*How to complete this task:*
From the listing below, retype exactly the line holding "the focus tracker.", the line holding "format with millisecond", and the lines between them; skip everything else.

[Recorded data Boundary: Start]

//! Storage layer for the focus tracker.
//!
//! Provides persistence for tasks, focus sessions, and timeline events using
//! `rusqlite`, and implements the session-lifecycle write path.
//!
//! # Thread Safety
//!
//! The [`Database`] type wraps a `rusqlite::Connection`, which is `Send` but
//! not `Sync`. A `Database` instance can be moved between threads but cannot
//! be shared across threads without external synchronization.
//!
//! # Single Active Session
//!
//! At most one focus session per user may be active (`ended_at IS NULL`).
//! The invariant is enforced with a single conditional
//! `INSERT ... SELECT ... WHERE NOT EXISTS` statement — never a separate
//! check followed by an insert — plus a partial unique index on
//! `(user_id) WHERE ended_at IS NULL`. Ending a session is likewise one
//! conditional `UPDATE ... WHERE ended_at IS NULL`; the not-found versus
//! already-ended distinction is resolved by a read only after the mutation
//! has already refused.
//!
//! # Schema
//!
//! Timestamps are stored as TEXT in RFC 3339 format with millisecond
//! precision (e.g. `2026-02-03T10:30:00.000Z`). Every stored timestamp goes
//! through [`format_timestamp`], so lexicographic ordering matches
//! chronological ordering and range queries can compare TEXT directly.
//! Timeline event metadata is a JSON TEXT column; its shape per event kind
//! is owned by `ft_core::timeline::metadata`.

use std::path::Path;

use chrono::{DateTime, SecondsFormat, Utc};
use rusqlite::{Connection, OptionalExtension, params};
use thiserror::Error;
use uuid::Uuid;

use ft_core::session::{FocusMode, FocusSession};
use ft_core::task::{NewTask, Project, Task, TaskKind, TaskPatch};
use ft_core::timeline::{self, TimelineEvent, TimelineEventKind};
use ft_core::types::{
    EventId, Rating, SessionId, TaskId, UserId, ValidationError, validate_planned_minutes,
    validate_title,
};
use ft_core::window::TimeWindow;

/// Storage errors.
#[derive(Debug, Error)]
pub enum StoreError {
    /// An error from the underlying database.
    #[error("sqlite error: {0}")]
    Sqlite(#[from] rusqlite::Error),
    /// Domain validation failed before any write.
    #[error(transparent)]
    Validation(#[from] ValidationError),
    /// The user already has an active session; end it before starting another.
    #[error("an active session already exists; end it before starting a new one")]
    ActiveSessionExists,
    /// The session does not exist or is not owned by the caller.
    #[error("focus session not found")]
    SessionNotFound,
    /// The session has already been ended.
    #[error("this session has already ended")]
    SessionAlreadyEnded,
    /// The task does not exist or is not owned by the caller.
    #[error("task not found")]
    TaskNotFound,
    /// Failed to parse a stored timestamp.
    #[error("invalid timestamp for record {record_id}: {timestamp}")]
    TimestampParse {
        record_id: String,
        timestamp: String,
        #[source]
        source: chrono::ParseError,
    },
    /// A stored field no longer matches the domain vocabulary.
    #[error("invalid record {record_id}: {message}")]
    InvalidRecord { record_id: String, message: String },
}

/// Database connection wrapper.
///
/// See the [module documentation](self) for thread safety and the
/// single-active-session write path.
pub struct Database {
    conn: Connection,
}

[Recorded data Boundary: End]
[Recorded data Boundary: Start]

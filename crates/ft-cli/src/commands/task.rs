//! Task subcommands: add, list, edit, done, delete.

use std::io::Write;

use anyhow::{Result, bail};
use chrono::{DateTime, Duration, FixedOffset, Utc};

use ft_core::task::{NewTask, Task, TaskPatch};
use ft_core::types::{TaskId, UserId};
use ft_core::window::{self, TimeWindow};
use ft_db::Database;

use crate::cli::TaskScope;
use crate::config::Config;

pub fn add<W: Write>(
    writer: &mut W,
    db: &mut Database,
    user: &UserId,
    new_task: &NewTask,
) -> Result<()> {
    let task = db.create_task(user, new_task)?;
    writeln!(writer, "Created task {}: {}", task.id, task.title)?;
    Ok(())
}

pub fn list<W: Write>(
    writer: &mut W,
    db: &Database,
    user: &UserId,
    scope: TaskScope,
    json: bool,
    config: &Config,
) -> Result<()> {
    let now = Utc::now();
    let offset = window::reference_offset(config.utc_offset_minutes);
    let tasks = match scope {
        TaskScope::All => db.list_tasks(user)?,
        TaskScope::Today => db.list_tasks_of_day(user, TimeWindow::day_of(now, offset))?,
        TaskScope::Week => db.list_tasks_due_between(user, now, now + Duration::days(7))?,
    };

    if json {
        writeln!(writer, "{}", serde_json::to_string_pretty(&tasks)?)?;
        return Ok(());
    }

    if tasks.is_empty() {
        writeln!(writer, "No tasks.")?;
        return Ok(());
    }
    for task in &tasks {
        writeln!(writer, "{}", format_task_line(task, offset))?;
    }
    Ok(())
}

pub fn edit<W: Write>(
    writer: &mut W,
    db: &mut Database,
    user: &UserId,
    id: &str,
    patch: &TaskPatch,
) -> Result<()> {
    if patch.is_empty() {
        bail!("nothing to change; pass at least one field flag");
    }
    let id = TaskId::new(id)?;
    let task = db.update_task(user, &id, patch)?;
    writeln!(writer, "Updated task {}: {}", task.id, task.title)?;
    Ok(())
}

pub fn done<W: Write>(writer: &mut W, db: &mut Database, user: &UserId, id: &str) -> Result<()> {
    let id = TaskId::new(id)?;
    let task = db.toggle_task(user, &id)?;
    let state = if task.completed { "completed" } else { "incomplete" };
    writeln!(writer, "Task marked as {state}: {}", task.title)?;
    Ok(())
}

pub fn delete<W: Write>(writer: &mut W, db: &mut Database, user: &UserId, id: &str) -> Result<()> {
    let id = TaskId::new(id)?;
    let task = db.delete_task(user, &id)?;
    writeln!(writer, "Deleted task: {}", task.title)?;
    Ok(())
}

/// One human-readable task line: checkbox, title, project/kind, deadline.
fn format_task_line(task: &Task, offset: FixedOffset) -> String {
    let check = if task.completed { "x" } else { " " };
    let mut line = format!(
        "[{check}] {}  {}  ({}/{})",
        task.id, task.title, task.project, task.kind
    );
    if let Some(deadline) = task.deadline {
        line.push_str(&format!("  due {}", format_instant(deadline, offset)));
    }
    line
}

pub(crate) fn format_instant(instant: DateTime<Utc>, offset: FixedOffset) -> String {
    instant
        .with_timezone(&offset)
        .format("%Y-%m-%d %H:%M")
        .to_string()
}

[Recorded data Boundary: End]

*Response:*
//! Storage layer for the focus tracker.
//!
//! Provides persistence for tasks, focus sessions, and timeline events using
//! `rusqlite`, and implements the session-lifecycle write path.
//!
//! # Thread Safety
//!
//! The [`Database`] type wraps a `rusqlite::Connection`, which is `Send` but
//! not `Sync`. A `Database` instance can be moved between threads but cannot
//! be shared across threads without external synchronization.
//!
//! # Single Active Session
//!
//! At most one focus session per user may be active (`ended_at IS NULL`).
//! The invariant is enforced with a single conditional
//! `INSERT ... SELECT ... WHERE NOT EXISTS` statement — never a separate
//! check followed by an insert — plus a partial unique index on
//! `(user_id) WHERE ended_at IS NULL`. Ending a session is likewise one
//! conditional `UPDATE ... WHERE ended_at IS NULL`; the not-found versus
//! already-ended distinction is resolved by a read only after the mutation
//! has already refused.
//!
//! # Schema
//!
//! Timestamps are stored as TEXT in RFC 3339 format with millisecond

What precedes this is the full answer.